◆ **Task item**: Keep every line in which "const" occurs and drop the rest of the data.

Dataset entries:
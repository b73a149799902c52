//! Application configuration management.
//!
//! Settings are a fixed set of named keys (`HH_CLIENT_ID`, `B24_BASE_URL`,
//! ...). Defaults are resolved once, usually from the environment; stored
//! overrides are layered on top on every read, so a change made between two
//! calls is picked up by the second one.
//!
//! Overrides are stored at `~/.config/hhbridge/config.json`.

use std::path::PathBuf;
use std::sync::Mutex;

use anyhow::{Context, Result};
use serde::{Deserialize, Serialize};
use tracing::warn;

/// Application name used for config/cache directory paths
const APP_NAME: &str = "hhbridge";

/// Config file name
const CONFIG_FILE: &str = "config.json";

/// Loopback redirect used when `HH_REDIRECT_URI` is not set
pub const DEFAULT_REDIRECT_URI: &str = "http://127.0.0.1:8735/oauth";

/// Effective settings.
#[derive(Debug, Clone, PartialEq, Eq, Serialize, Deserialize)]
#[cfg_attr(feature = "ts", derive(ts_rs::TS), ts(export))]
#[serde(rename_all = "SCREAMING_SNAKE_CASE")]
pub struct Config {
    pub hh_client_id: String,
    pub hh_client_secret: String,
    pub hh_employer_id: String,
    pub hh_redirect_uri: String,
    pub b24_base_url: String,
    #[cfg_attr(feature = "ts", ts(type = "number"))]
    pub b24_vacancies_entity_type_id: i64,
    pub b24_recruiters_department: String,
    #[cfg_attr(feature = "ts", ts(type = "number"))]
    pub b24_resume_category_id: i64,
}

impl Default for Config {
    fn default() -> Self {
        Self {
            hh_client_id: String::new(),
            hh_client_secret: String::new(),
            hh_employer_id: String::new(),
            hh_redirect_uri: DEFAULT_REDIRECT_URI.to_string(),
            b24_base_url: String::new(),
            b24_vacancies_entity_type_id: 0,
            b24_recruiters_department: String::new(),
            b24_resume_category_id: 0,
        }
    }
}

impl Config {
    /// Every recognized setting name
    pub const KEYS: [&'static str; 8] = [
        "HH_CLIENT_ID",
        "HH_CLIENT_SECRET",
        "HH_EMPLOYER_ID",
        "HH_REDIRECT_URI",
        "B24_BASE_URL",
        "B24_VACANCIES_ENTITY_TYPE_ID",
        "B24_RECRUITERS_DEPARTMENT",
        "B24_RESUME_CATEGORY_ID",
    ];

    const INTEGER_KEYS: [&'static str; 2] =
        ["B24_VACANCIES_ENTITY_TYPE_ID", "B24_RESUME_CATEGORY_ID"];

    /// Defaults taken from environment variables of the same names.
    pub fn from_env() -> Self {
        Self::from_lookup(|key| std::env::var(key).ok())
    }

    /// Defaults taken from an arbitrary key lookup; missing keys keep the
    /// built-in default.
    pub fn from_lookup(lookup: impl Fn(&str) -> Option<String>) -> Self {
        let mut overrides = ConfigOverrides::default();
        for key in Self::KEYS {
            let Some(raw) = lookup(key) else { continue };
            match ConfigOverrides::from_pair(key, &raw) {
                Ok(single) => overrides.merge(single),
                Err(e) => warn!(key, error = %e, "Ignoring invalid default"),
            }
        }
        overrides.apply(Self::default())
    }

    pub fn is_key(key: &str) -> bool {
        Self::KEYS.contains(&key)
    }

    /// Look up one setting by its name
    pub fn value(&self, key: &str) -> Option<serde_json::Value> {
        let json = serde_json::to_value(self).ok()?;
        json.get(key).cloned()
    }
}

/// Partial settings as stored or submitted by the UI.
#[derive(Debug, Clone, Default, PartialEq, Eq, Serialize, Deserialize)]
#[cfg_attr(feature = "ts", derive(ts_rs::TS), ts(export))]
#[serde(rename_all = "SCREAMING_SNAKE_CASE", deny_unknown_fields)]
pub struct ConfigOverrides {
    #[serde(default, skip_serializing_if = "Option::is_none")]
    pub hh_client_id: Option<String>,
    #[serde(default, skip_serializing_if = "Option::is_none")]
    pub hh_client_secret: Option<String>,
    #[serde(default, skip_serializing_if = "Option::is_none")]
    pub hh_employer_id: Option<String>,
    #[serde(default, skip_serializing_if = "Option::is_none")]
    pub hh_redirect_uri: Option<String>,
    #[serde(default, skip_serializing_if = "Option::is_none")]
    pub b24_base_url: Option<String>,
    #[serde(default, skip_serializing_if = "Option::is_none")]
    #[cfg_attr(feature = "ts", ts(type = "number | null"))]
    pub b24_vacancies_entity_type_id: Option<i64>,
    #[serde(default, skip_serializing_if = "Option::is_none")]
    pub b24_recruiters_department: Option<String>,
    #[serde(default, skip_serializing_if = "Option::is_none")]
    #[cfg_attr(feature = "ts", ts(type = "number | null"))]
    pub b24_resume_category_id: Option<i64>,
}

impl ConfigOverrides {
    /// Build a single-key override from its textual value.
    pub fn from_pair(key: &str, raw: &str) -> Result<Self> {
        if !Config::is_key(key) {
            anyhow::bail!("Unknown setting: {}", key);
        }
        let value = if Config::INTEGER_KEYS.contains(&key) {
            let number: i64 = raw
                .trim()
                .parse()
                .with_context(|| format!("{} must be an integer", key))?;
            serde_json::Value::from(number)
        } else {
            serde_json::Value::from(raw)
        };
        let mut object = serde_json::Map::new();
        object.insert(key.to_string(), value);
        Ok(serde_json::from_value(serde_json::Value::Object(object))?)
    }

    /// Overlay `other` on top of `self`
    pub fn merge(&mut self, other: ConfigOverrides) {
        macro_rules! take {
            ($($field:ident),*) => {
                $(if other.$field.is_some() { self.$field = other.$field; })*
            };
        }
        take!(
            hh_client_id,
            hh_client_secret,
            hh_employer_id,
            hh_redirect_uri,
            b24_base_url,
            b24_vacancies_entity_type_id,
            b24_recruiters_department,
            b24_resume_category_id
        );
    }

    pub fn apply(&self, mut base: Config) -> Config {
        macro_rules! put {
            ($($field:ident),*) => {
                $(if let Some(ref value) = self.$field { base.$field = value.clone(); })*
            };
        }
        put!(
            hh_client_id,
            hh_client_secret,
            hh_employer_id,
            hh_redirect_uri,
            b24_base_url,
            b24_vacancies_entity_type_id,
            b24_recruiters_department,
            b24_resume_category_id
        );
        base
    }

    pub fn is_empty(&self) -> bool {
        *self == Self::default()
    }
}

/// Read-through access to settings. No caching: every `get` reflects the
/// latest stored overrides.
pub trait ConfigStore: Send + Sync {
    fn get(&self) -> Result<Config>;
    fn set(&self, partial: ConfigOverrides) -> Result<()>;
    /// Drop all overrides, returning to defaults
    fn reset(&self) -> Result<()>;
}

/// Overrides persisted as JSON on disk.
pub struct JsonFileConfigStore {
    path: PathBuf,
    defaults: Config,
    write_lock: Mutex<()>,
}

impl JsonFileConfigStore {
    pub fn new(path: PathBuf, defaults: Config) -> Self {
        Self {
            path,
            defaults,
            write_lock: Mutex::new(()),
        }
    }

    /// Store at the platform config directory
    pub fn open_default(defaults: Config) -> Result<Self> {
        Ok(Self::new(config_path()?, defaults))
    }

    fn load_overrides(&self) -> Result<ConfigOverrides> {
        if !self.path.exists() {
            return Ok(ConfigOverrides::default());
        }
        let contents = std::fs::read_to_string(&self.path).context("Failed to read config file")?;
        serde_json::from_str(&contents).context("Failed to parse config file")
    }

    fn save_overrides(&self, overrides: &ConfigOverrides) -> Result<()> {
        if let Some(parent) = self.path.parent() {
            std::fs::create_dir_all(parent)?;
        }
        let contents = serde_json::to_string_pretty(overrides)?;
        std::fs::write(&self.path, contents).context("Failed to write config file")?;
        Ok(())
    }
}

impl ConfigStore for JsonFileConfigStore {
    fn get(&self) -> Result<Config> {
        Ok(self.load_overrides()?.apply(self.defaults.clone()))
    }

    fn set(&self, partial: ConfigOverrides) -> Result<()> {
        let _guard = self.write_lock.lock().unwrap_or_else(|e| e.into_inner());
        let mut overrides = self.load_overrides()?;
        overrides.merge(partial);
        self.save_overrides(&overrides)
    }

    fn reset(&self) -> Result<()> {
        let _guard = self.write_lock.lock().unwrap_or_else(|e| e.into_inner());
        if self.path.exists() {
            std::fs::remove_file(&self.path).context("Failed to remove config file")?;
        }
        Ok(())
    }
}

/// Overrides held in memory.
#[derive(Default)]
pub struct MemoryConfigStore {
    defaults: Config,
    overrides: Mutex<ConfigOverrides>,
}

impl MemoryConfigStore {
    pub fn new(defaults: Config) -> Self {
        Self {
            defaults,
            overrides: Mutex::new(ConfigOverrides::default()),
        }
    }
}

impl ConfigStore for MemoryConfigStore {
    fn get(&self) -> Result<Config> {
        let overrides = self.overrides.lock().unwrap_or_else(|e| e.into_inner());
        Ok(overrides.apply(self.defaults.clone()))
    }

    fn set(&self, partial: ConfigOverrides) -> Result<()> {
        self.overrides
            .lock()
            .unwrap_or_else(|e| e.into_inner())
            .merge(partial);
        Ok(())
    }

    fn reset(&self) -> Result<()> {
        *self.overrides.lock().unwrap_or_else(|e| e.into_inner()) = ConfigOverrides::default();
        Ok(())
    }
}

fn config_path() -> Result<PathBuf> {
    let config_dir =
        dirs::config_dir().ok_or_else(|| anyhow::anyhow!("Could not find config directory"))?;
    Ok(config_dir.join(APP_NAME).join(CONFIG_FILE))
}

/// Cache directory for session and log files
pub fn cache_dir() -> Result<PathBuf> {
    let cache_dir =
        dirs::cache_dir().ok_or_else(|| anyhow::anyhow!("Could not find cache directory"))?;
    Ok(cache_dir.join(APP_NAME))
}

◆ **Task result**:
const APP_NAME: &str = "hhbridge";
const CONFIG_FILE: &str = "config.json";
pub const DEFAULT_REDIRECT_URI: &str = "http://127.0.0.1:8735/oauth";
    pub const KEYS: [&'static str; 8] = [
    const INTEGER_KEYS: [&'static str; 2] =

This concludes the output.